Install Melanox Drivers

Note

MLNX_OFED has transitioned into DOCA-Host, and now is available as DOCA-OFED profile (learn about DOCA-Host profiles here). MLNX_OFED last standalone release is October 2024 Long Term Support (3 years). Starting January 2025 all new features will only be included in DOCA-OFED. Download DOCA-Host here. A transition guide (MLNX_OEFD to DOCA) can be found here.

DOCA-Host contains multiple melanox packages, certainly more than what is needed for this project.

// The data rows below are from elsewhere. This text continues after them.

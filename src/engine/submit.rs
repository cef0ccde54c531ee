// ==========================================
// 批量抄表工作台 - 批量提交器
// ==========================================
// 职责: 组装抄表记录、提交前校验、主/备接口提交
// 约定:
// - 每行最多产出两条记录（电/水各一），只含可提交类别
// - 任一记录用量为负 → 整批阻止，不发起后端调用
// - 主接口(带校验)失败 → 备用接口重试一次，不再重试
// ==========================================

use crate::domain::{BulkCreateReceipt, BulkReadingRow, ReadingRecord};
use crate::gateway::LeasingGateway;
use chrono::NaiveDate;
use std::sync::Arc;
use thiserror::Error;
use uuid::Uuid;

/// 提交错误类型
#[derive(Error, Debug)]
pub enum SubmitError {
    /// 提交前校验: 存在用量为负的记录，整批阻止
    #[error("存在 {invalid_count} 行用量为负，已阻止提交")]
    NegativeConsumption { invalid_count: usize },

    /// 没有可提交的记录
    #[error("没有可提交的抄表记录")]
    NothingToSubmit,

    /// 主/备接口均失败
    #[error("抄表提交失败: {detail}")]
    Backend { detail: String },
}

/// 提交回执
#[derive(Debug, Clone)]
pub struct SubmissionReport {
    /// 批次ID（日志关联用）
    pub batch_id: String,
    /// 实际提交的记录（会话层据此标记已抄类别）
    pub records: Vec<ReadingRecord>,
    /// 是否走了备用接口
    pub used_fallback: bool,
    /// 后端回执
    pub receipt: BulkCreateReceipt,
}

impl SubmissionReport {
    /// 提交的记录数
    pub fn submitted(&self) -> usize {
        self.records.len()
    }
}

// ==========================================
// SubmissionBatcher
// ==========================================

pub struct SubmissionBatcher {
    gateway: Arc<dyn LeasingGateway>,
}

impl SubmissionBatcher {
    pub fn new(gateway: Arc<dyn LeasingGateway>) -> Self {
        Self { gateway }
    }

    /// 由抄表行组装提交记录
    ///
    /// # 规则
    /// - 仅限可抄表单元（can_have_reading）
    /// - 每类别仅当本期尚无记录且已录入读数时产出
    pub fn assemble_records(
        rows: &[BulkReadingRow],
        reading_date: NaiveDate,
        electricity_type_id: &str,
        water_type_id: &str,
    ) -> Vec<ReadingRecord> {
        use crate::domain::types::UtilityKind::{Electricity, Water};

        let mut records = Vec::new();
        for row in rows {
            for (kind, type_id) in [(Electricity, electricity_type_id), (Water, water_type_id)] {
                if !row.submittable(kind) {
                    continue;
                }
                let Some(current_value) = row.current_value(kind) else {
                    continue;
                };
                records.push(ReadingRecord {
                    unit_id: row.unit_id.clone(),
                    utility_type_id: type_id.to_string(),
                    reading_date,
                    previous_value: row.previous_value(kind),
                    current_value,
                });
            }
        }
        records
    }

    /// 提交前校验: 用量（本期-上期）不得为负
    pub fn validate(records: &[ReadingRecord]) -> Result<(), SubmitError> {
        let invalid_count = records.iter().filter(|r| r.consumption() < 0.0).count();
        if invalid_count > 0 {
            return Err(SubmitError::NegativeConsumption { invalid_count });
        }
        Ok(())
    }

    /// 提交一批抄表行
    ///
    /// # 流程
    /// 1. 组装记录；为空 → NothingToSubmit
    /// 2. 校验用量；存在负值 → 整批阻止，不调用后端
    /// 3. 主接口提交；失败 → 备用接口重试一次
    pub async fn submit(
        &self,
        rows: &[BulkReadingRow],
        reading_date: NaiveDate,
        electricity_type_id: &str,
        water_type_id: &str,
    ) -> Result<SubmissionReport, SubmitError> {
        let records =
            Self::assemble_records(rows, reading_date, electricity_type_id, water_type_id);
        if records.is_empty() {
            return Err(SubmitError::NothingToSubmit);
        }
        Self::validate(&records)?;

        let batch_id = Uuid::new_v4().to_string();
        tracing::info!(
            "开始批量提交抄表记录: batch_id={}, records={}",
            batch_id,
            records.len()
        );

        match self.gateway.bulk_create_validated(&batch_id, &records).await {
            Ok(receipt) => {
                tracing::info!(
                    "批量提交成功(主接口): batch_id={}, created={}",
                    batch_id,
                    receipt.created
                );
                Ok(SubmissionReport {
                    batch_id,
                    records,
                    used_fallback: false,
                    receipt,
                })
            }
            Err(primary_err) => {
                tracing::warn!(
                    "主接口提交失败，尝试备用接口: batch_id={}, error={}",
                    batch_id,
                    primary_err
                );

                match self.gateway.bulk_create(&batch_id, &records).await {
                    Ok(receipt) => {
                        tracing::info!(
                            "批量提交成功(备用接口): batch_id={}, created={}",
                            batch_id,
                            receipt.created
                        );
                        Ok(SubmissionReport {
                            batch_id,
                            records,
                            used_fallback: true,
                            receipt,
                        })
                    }
                    Err(fallback_err) => {
                        tracing::error!(
                            "备用接口提交同样失败: batch_id={}, error={}",
                            batch_id,
                            fallback_err
                        );
                        Err(SubmitError::Backend {
                            detail: fallback_err.detail(),
                        })
                    }
                }
            }
        }
    }
}

#[cfg(test)]
mod tests {
    use super::*;
    use crate::domain::BulkReadingRow;

    fn eligible_row(unit_id: &str, unit_no: &str) -> BulkReadingRow {
        let mut row = BulkReadingRow::uninitialized(unit_id, unit_no, None);
        row.can_have_reading = true;
        row
    }

    fn date() -> NaiveDate {
        "2026-08-07".parse().unwrap()
    }

    #[test]
    fn test_assemble_only_submittable_utilities() {
        let mut row = eligible_row("U001", "101");
        row.electricity_value = Some(150.0);
        row.water_value = Some(42.0);
        row.has_water_reading = true; // 水表本期已有记录 → 不产出

        let records = SubmissionBatcher::assemble_records(&[row], date(), "T-ELEC", "T-WATER");
        assert_eq!(records.len(), 1);
        assert_eq!(records[0].utility_type_id, "T-ELEC");
        assert_eq!(records[0].current_value, 150.0);
    }

    #[test]
    fn test_assemble_skips_ineligible_rows() {
        let mut row = BulkReadingRow::uninitialized("U001", "101", None);
        row.electricity_value = Some(150.0); // 有录入值但不可抄表

        let records = SubmissionBatcher::assemble_records(&[row], date(), "T-ELEC", "T-WATER");
        assert!(records.is_empty());
    }

    #[test]
    fn test_assemble_skips_missing_values() {
        let row = eligible_row("U001", "101"); // 未录入任何读数
        let records = SubmissionBatcher::assemble_records(&[row], date(), "T-ELEC", "T-WATER");
        assert!(records.is_empty());
    }

    #[test]
    fn test_validate_blocks_negative_consumption() {
        let record = ReadingRecord {
            unit_id: "U001".to_string(),
            utility_type_id: "T-WATER".to_string(),
            reading_date: date(),
            previous_value: 50.0,
            current_value: 42.0, // 用量 -8
        };
        let ok = ReadingRecord {
            unit_id: "U002".to_string(),
            utility_type_id: "T-WATER".to_string(),
            reading_date: date(),
            previous_value: 10.0,
            current_value: 12.0,
        };

        let result = SubmissionBatcher::validate(&[record, ok]);
        match result {
            Err(SubmitError::NegativeConsumption { invalid_count }) => {
                assert_eq!(invalid_count, 1);
            }
            other => panic!("期望 NegativeConsumption，实际 {:?}", other.err()),
        }
    }

    #[test]
    fn test_validate_accepts_zero_consumption() {
        let record = ReadingRecord {
            unit_id: "U001".to_string(),
            utility_type_id: "T-ELEC".to_string(),
            reading_date: date(),
            previous_value: 50.0,
            current_value: 50.0,
        };
        assert!(SubmissionBatcher::validate(&[record]).is_ok());
    }
}
// ==========================================
// 批量抄表工作台 - 抄表资格引擎
// ==========================================
// 职责: 将楼栋的单元/合同/日期映射为初始抄表行集
// 依赖: EligibilityCore 纯函数
// ==========================================

use crate::domain::types::RowPhase;
use crate::domain::{BulkReadingRow, Lease, Unit};
use crate::engine::eligibility_core::EligibilityCore;
use chrono::NaiveDate;

pub struct EligibilityEngine;

impl EligibilityEngine {
    pub fn new() -> Self {
        Self
    }

    /// 构建初始抄表行集
    ///
    /// # 规则
    /// - 只纳入装表单元，每单元一行
    /// - 按单元编号排序（与模板导出顺序一致）
    /// - 资格判定通过 → EligiblePending；否则 → Ineligible + 原因
    ///
    /// # 参数
    /// - units: 楼栋下已出租的单元
    /// - leases: 楼栋下的全部合同
    /// - date: 抄表日期
    pub fn build_rows(
        &self,
        units: &[Unit],
        leases: &[Lease],
        date: NaiveDate,
    ) -> Vec<BulkReadingRow> {
        let mut metered: Vec<&Unit> = units.iter().filter(|u| u.has_meter).collect();
        metered.sort_by(|a, b| a.unit_no.cmp(&b.unit_no));

        let rows: Vec<BulkReadingRow> = metered
            .into_iter()
            .map(|unit| {
                let mut row =
                    BulkReadingRow::uninitialized(&unit.unit_id, &unit.unit_no, unit.unit_type.clone());

                let eligibility = EligibilityCore::resolve(&unit.unit_id, date, leases);
                row.can_have_reading = eligibility.eligible;
                row.ineligible_reason = eligibility.reason;
                row.phase = if eligibility.eligible {
                    RowPhase::EligiblePending
                } else {
                    RowPhase::Ineligible
                };
                row
            })
            .collect();

        let ineligible_count = rows.iter().filter(|r| !r.can_have_reading).count();
        tracing::debug!(
            "抄表行集构建完成: date={}, total={}, ineligible={}",
            date,
            rows.len(),
            ineligible_count
        );

        rows
    }
}

impl Default for EligibilityEngine {
    fn default() -> Self {
        Self::new()
    }
}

DOCA-OFED is a 1-to-1 substitute for MLNX_OEFD, so, in the DOCA download center linked above, the following selection path will provide instructions for downloading DOCA_OFED: Host-Server>DOCA-Host>Linux>x86_64>doca-ofed>Ubuntu>24.04>deb (online).

[!INFO] All instructions assume Ubuntu 24.04 LTS and x86_64 architecture.

The instructions are copied below for convenience; however, you should follow the instruction above to ensrue you're using the latest version, which appears to be pinned in the URL.

$  export DOCA_URL="https://linux.mellanox.com/public/repo/doca/3.3.0/ubuntu24.04/x86_64/"
$  curl https://linux.mellanox.com/public/repo/doca/GPG-KEY-Mellanox.pub | gpg --dearmor > /etc/apt/trusted.gpg.d/GPG-KEY-Mellanox.pub
$  echo "deb [signed-by=/etc/apt/trusted.gpg.d/GPG-KEY-Mellanox.pub] $DOCA_URL ./" > /etc/apt/sources.list.d/doca.list
$  sudo apt-get update
$  sudo apt-get -y install doca-ofed
$  (optional but recommended)
$  sudo apt-get -y install doca-networking
$  sudo apt-get -y install doca-all

Install the Bluefield2 Firmware. The directions for installing BlueField using standard Linux Tools are reliable. Note that you need to use the URL for Ubuntu24, instead of version 22 provided by the URLs in the documentation. Visiting the site and changing the URI paths and file names is simple enough.

Note

installing Bluefield Firmware (i.e., BF-Bundle or BF-FW-Bundle) is only an optoin for systems with a Bluefield DPU. If you do not have a BlueField DPU, skip to Install NVIDIA CUDA toolkit & Drivers.

# This link allows you to bypass EULA
$  systemctl start rshim
$
$  # Ubuntu 24.04
$  wget https://content.mellanox.com/BlueField/BFBs/Ubuntu24.04/bf-bundle-3.3.0-202_26.01_ubuntu-24.04_64k_prod.bfb
$  bfb-install --bfb bf-bundle-3.3.0-202_26.01_ubuntu-24.04_64k_prod.bfb --rshim rshim0
$
$  # Ubuntu 22.04
$  wget https://content.mellanox.com/BlueField/FW-Bundle/bf-fwbundle-3.3.0-202_26.01-prod.bfb]
$  bfb-install --bfb bf-fwbundle-3.3.0-202_26.01-prod.bfb --rshim rshim0
$  # Either version
$  modprobe mlx5_core

Additional DOCA resource and repo downloads can be found here.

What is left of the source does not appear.